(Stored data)
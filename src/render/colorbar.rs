//! Colorbars with triangular ends for the extended bins.

use super::{draw_label, style::ColorScale, Area};
use crate::error::Result;
use plotters::{
    prelude::*,
    style::text_anchor::{HPos, VPos},
};

/// Which way the bar runs.
#[derive(Debug, Clone, Copy, PartialEq, Eq)]
pub enum Orientation {
    /// Low values on the left.
    Horizontal,
    /// Low values at the bottom.
    Vertical,
}

/// Fill `area` with a colorbar for `scale`, ticks labelled with `scale.ticks()`.
pub fn draw_colorbar(
    area: &Area,
    scale: &ColorScale,
    orientation: Orientation,
    units: Option<&str>,
) -> Result<()> {
    let (w, h) = area.dim_in_pixel();
    let (w, h) = (w as f64, h as f64);
    let levels = scale.levels();
    let colors = scale.colors();
    let (lo, hi) = (levels[0], levels[levels.len() - 1]);

    // Bar geometry along its length (t) and across it (s), in pixels.
    let (len_start, len_end, across_start, across_end) = match orientation {
        Orientation::Horizontal => (0.08 * w, 0.92 * w, 0.1 * h, 0.45 * h),
        Orientation::Vertical => (0.92 * h, 0.08 * h, 0.1 * w, 0.35 * w),
    };
    let tri = ((len_end - len_start) / (levels.len() - 1) as f64).abs();
    let dir = (len_end - len_start).signum();
    let along = |v: f64| len_start + (v - lo) / (hi - lo) * (len_end - len_start);
    let px = |t: f64, s: f64| -> (i32, i32) {
        match orientation {
            Orientation::Horizontal => (t.round() as i32, s.round() as i32),
            Orientation::Vertical => (s.round() as i32, t.round() as i32),
        }
    };
    let mid = (across_start + across_end) / 2.0;

    for (k, pair) in levels.windows(2).enumerate() {
        let (t0, t1) = (along(pair[0]), along(pair[1]));
        area.draw(&Rectangle::new(
            [px(t0, across_start), px(t1, across_end)],
            colors[k + 1].filled(),
        ))?;
    }

    let low_tip = len_start - tri * dir;
    let high_tip = len_end + tri * dir;
    let low = vec![px(len_start, across_start), px(low_tip, mid), px(len_start, across_end)];
    let high = vec![px(len_end, across_start), px(high_tip, mid), px(len_end, across_end)];
    area.draw(&Polygon::new(low.clone(), colors[0].filled()))?;
    area.draw(&Polygon::new(high.clone(), colors[colors.len() - 1].filled()))?;

    let outline = vec![
        low[0],
        low[1],
        low[2],
        high[2],
        high[1],
        high[0],
        low[0],
    ];
    area.draw(&PathElement::new(outline, BLACK.stroke_width(1)))?;

    for &tick in scale.ticks() {
        let t = along(tick);
        let text = format_tick(tick);
        match orientation {
            Orientation::Horizontal => {
                let (x, y) = px(t, across_end);
                area.draw(&PathElement::new(vec![(x, y), (x, y - 3)], BLACK))?;
                draw_label(area, &text, (x, y + 3), 11, (HPos::Center, VPos::Top))?;
            }
            Orientation::Vertical => {
                let (x, y) = px(t, across_end);
                area.draw(&PathElement::new(vec![(x, y), (x - 3, y)], BLACK))?;
                draw_label(area, &text, (x + 4, y), 11, (HPos::Left, VPos::Center))?;
            }
        }
    }

    if let Some(units) = units {
        let pos = match orientation {
            Orientation::Horizontal => px(high_tip + 6.0, mid),
            Orientation::Vertical => px(high_tip - 6.0, mid),
        };
        let anchor = match orientation {
            Orientation::Horizontal => (HPos::Left, VPos::Center),
            Orientation::Vertical => (HPos::Center, VPos::Bottom),
        };
        draw_label(area, units, pos, 11, anchor)?;
    }

    Ok(())
}

/// Tick labels drop trailing zeros: `-3.6`, `0`, `12`.
pub(crate) fn format_tick(v: f64) -> String {
    let rounded = (v * 100.0).round() / 100.0;
    if rounded == 0.0 {
        return "0".to_owned();
    }
    let text = format!("{:.2}", rounded);
    text.trim_end_matches('0').trim_end_matches('.').to_owned()
}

**WHAT THE TASK ASKS**
All lines that hold the word "Center" should be copied from the data.

**RESULT**
                draw_label(area, &text, (x, y + 3), 11, (HPos::Center, VPos::Top))?;
                draw_label(area, &text, (x + 4, y), 11, (HPos::Left, VPos::Center))?;
            Orientation::Horizontal => (HPos::Left, VPos::Center),
            Orientation::Vertical => (HPos::Center, VPos::Bottom),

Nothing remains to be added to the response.